1. From Daniel Dennett: Robert Wright interviewed Daniel Dennett on being good without God. Video of the interview is available here; a transcript is available here.
2. From Tom Clark: Tom Clark from the Center for Naturalism blogs about “Naturalism and Nihilism.”
3. From Alonzo Fyfe: Alonzo Fyfe, of Atheist Ethicist fame, finally published his book, A Better Place: Selected Essays on Desire Utilitarianism. It’s a book defending moral realism without God, even assuming that no intrinsic values exist. I have not read Fyfe’s book, but it certainly looks interesting.

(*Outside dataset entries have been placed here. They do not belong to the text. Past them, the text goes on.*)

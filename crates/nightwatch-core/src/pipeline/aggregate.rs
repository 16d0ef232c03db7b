use std::fs::{self, File, OpenOptions};
use std::io::{self, Write};
use std::path::{Path, PathBuf};

use tracing::{debug, info, warn};

use crate::config::{LayoutConfig, TelescopeConfig};
use crate::error::{NightwatchError, Result};
use crate::layout::AggregatePaths;

use super::report::{Measurements, RowFormatter};

/// The night's log, HTML table and summary file.
///
/// Every append opens the file, writes, and closes it again; nothing is
/// held open between frames.
#[derive(Clone, Debug)]
pub struct AggregateFiles {
    paths: AggregatePaths,
    title: String,
}

impl AggregateFiles {
    pub fn new(layout: &LayoutConfig, telescope: &TelescopeConfig, night: &str) -> Self {
        Self {
            paths: AggregatePaths::new(layout, telescope, night),
            title: format!("{} Results for {night}", telescope.long_name),
        }
    }

    pub fn paths(&self) -> &AggregatePaths {
        &self.paths
    }

    /// Delete whichever of the three files exist. Returns how many were removed.
    pub fn reset(&self) -> Result<usize> {
        let mut removed = 0;
        for path in self.paths.all() {
            match fs::remove_file(path) {
                Ok(()) => {
                    debug!(path = %path.display(), "Removed aggregate file");
                    removed += 1;
                }
                Err(e) if e.kind() == io::ErrorKind::NotFound => {}
                Err(source) => {
                    return Err(NightwatchError::AggregateWrite {
                        path: path.to_path_buf(),
                        source,
                    })
                }
            }
        }
        info!(removed, "Clobbered night aggregates");
        Ok(removed)
    }

    /// Append one row to the HTML table and one to the summary file.
    ///
    /// Both files are opened and both rows built before anything is written.
    /// If the summary write fails, the HTML file is cut back to its previous
    /// length so the two never disagree.
    pub fn append(&self, formatter: &RowFormatter, m: &Measurements) -> Result<()> {
        let mut html = PendingAppend::open(
            &self.paths.html,
            || self.html_preamble(formatter),
            &formatter.html_row(m),
        )?;
        let mut summary = PendingAppend::open(
            &self.paths.summary,
            || formatter.summary_header(),
            &formatter.summary_row(m),
        )?;

        html.write()?;
        if let Err(e) = summary.write() {
            if let Err(undo) = html.rollback() {
                warn!(path = %html.path.display(), "Cannot roll back HTML row: {undo}");
            }
            return Err(e);
        }
        debug!(file = %m.file_name, "Rows appended");
        Ok(())
    }

    // The table is never closed: rows are appended for as long as the night
    // lasts and browsers render an unterminated table fine.
    fn html_preamble(&self, formatter: &RowFormatter) -> String {
        format!(
            "<!DOCTYPE html>\n<html>\n<head>\n<title>{title}</title>\n\
             <style>\ntable {{ border-collapse: collapse; }}\n\
             td, th {{ border: 1px solid #999; padding: 2px 6px; text-align: center; }}\n\
             td.alert {{ background-color: #FF5A5A; }}\n</style>\n</head>\n<body>\n\
             <h2>{title}</h2>\n<table>\n{header}",
            title = self.title,
            header = formatter.html_header_row(),
        )
    }
}

/// One file opened for append with the text it is about to receive.
struct PendingAppend {
    path: PathBuf,
    file: File,
    len: u64,
    text: String,
}

impl PendingAppend {
    fn open(path: &Path, preamble: impl FnOnce() -> String, line: &str) -> Result<Self> {
        let wrap = |source: io::Error| NightwatchError::AggregateWrite {
            path: path.to_path_buf(),
            source,
        };
        if let Some(dir) = path.parent() {
            fs::create_dir_all(dir).map_err(wrap)?;
        }
        let file = OpenOptions::new().create(true).append(true).open(path).map_err(wrap)?;
        let len = file.metadata().map_err(wrap)?.len();
        let mut text = String::new();
        if len == 0 {
            text.push_str(&preamble());
            text.push('\n');
        }
        text.push_str(line);
        text.push('\n');
        Ok(Self {
            path: path.to_path_buf(),
            file,
            len,
            text,
        })
    }

    fn write(&mut self) -> Result<()> {
        self.file
            .write_all(self.text.as_bytes())
            .map_err(|source| NightwatchError::AggregateWrite {
                path: self.path.clone(),
                source,
            })
    }

    fn rollback(&self) -> io::Result<()> {
        self.file.set_len(self.len)
    }
}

4. From Larry Arnhart: author of Darwinian Natural Right. Several essays of interest, including, “The Darwinian Meaning of Life“, “Does Darwinism Make Morality Fictional?“, “Darwinian Ethics and the Moral History of 20th Century Barbarism“, “The Evolutionary Biology of Empathy“, “A Darwinian History of Human Rights and Empathy“, “Remi Brague on Divine Law & Common Morality“, and “Does the Life of the Mind Require a Platonic Cosmology?“
(Another item from the backlog in my Drafts folder)
I’ve discovered two essays online and one essay offline which provide interesting responses to the Euthyphro dilemma.
1. Steve Lovell, “God as the Grounding of Moral Objectivity: Defending Against the Euthyphro.”
2. Michael Sudduth, “Is it Coherent to Suppose that God is both Morally Good and ‘Above Morality’?” (2004)
3. William Alston, ““Some Suggestions for Divine Command Theorists.” In Christian Theism and the Problems of Philosophy, ed. Michael D. Beaty. Notre Dame: University of Notre Dame Press, 1990, 303-326.
Since #3 is not available online, I’ll attempt to provide a brief summary here.
William Alston splits the horns of the Euthyphro dilemma by taking different horns for different moral concepts. Alston divides moral concepts into two groups: axiological and deontological. Axiological concepts include things like moral goodness and badness, while deontological concepts include things like moral obligation, duty, and ought. Alston argues that deontological concepts depend on God’s commands, while axiological concepts depend on God himself. Alston summarizes his strategy as follows:
“It only remains to set out explicitly the relationship between the positions I have suggested to escape each of the two horns. That relationship derives from the distinction between value and obligation, more specifically the moral forms thereof. To blunt the first horn I have suggested that we take divine commands to be constitutive only of moral obligation, only of facts of the form ‘S morally ought to do A’, ‘S morally ought not to do B’, and ‘S is morally permitted to do C’, leaving value and goodness, moral and otherwise, to be otherwise constituted. … To deal with the second horn, and to fill out the view with an account of goodness and value, we take it that the supreme standard of goodness, including moral goodness, is God Himself, that particular individual, rather than some general principle or Platonic idea.”
Wes Morriston has written an interesting article that partially discusses Alston’s approach. As I read him, Morriston mainly focuses on what Alston has to say about the relationship between axiological concepts and God, not deontological concepts and God. Morriston isn’t impressed. Commenting on Alston’s approach (and William Lane Craig’s similar approach), he concludes:
What Alston and Craig have done is simply to substitute necessary truths about God for necessary truths about moral goodness. But even if this has the effect of making all moral truths depend on God, it is not sufficient to put them under his control. In this crucial respect, the God-centered analysis of moral goodness does no more than a Platonist account to protect divine sovereignty.
The late James Rachels wrotes an essay, “God and Moral Autonomy,” in which he defends an argument for the nonexistence of God based on the impossibility of a being worthy of worship. Peter Lupu and Bill Vallicella have an interesting exchange about the argument on the latter’s Maverick Philosopher blog (see here).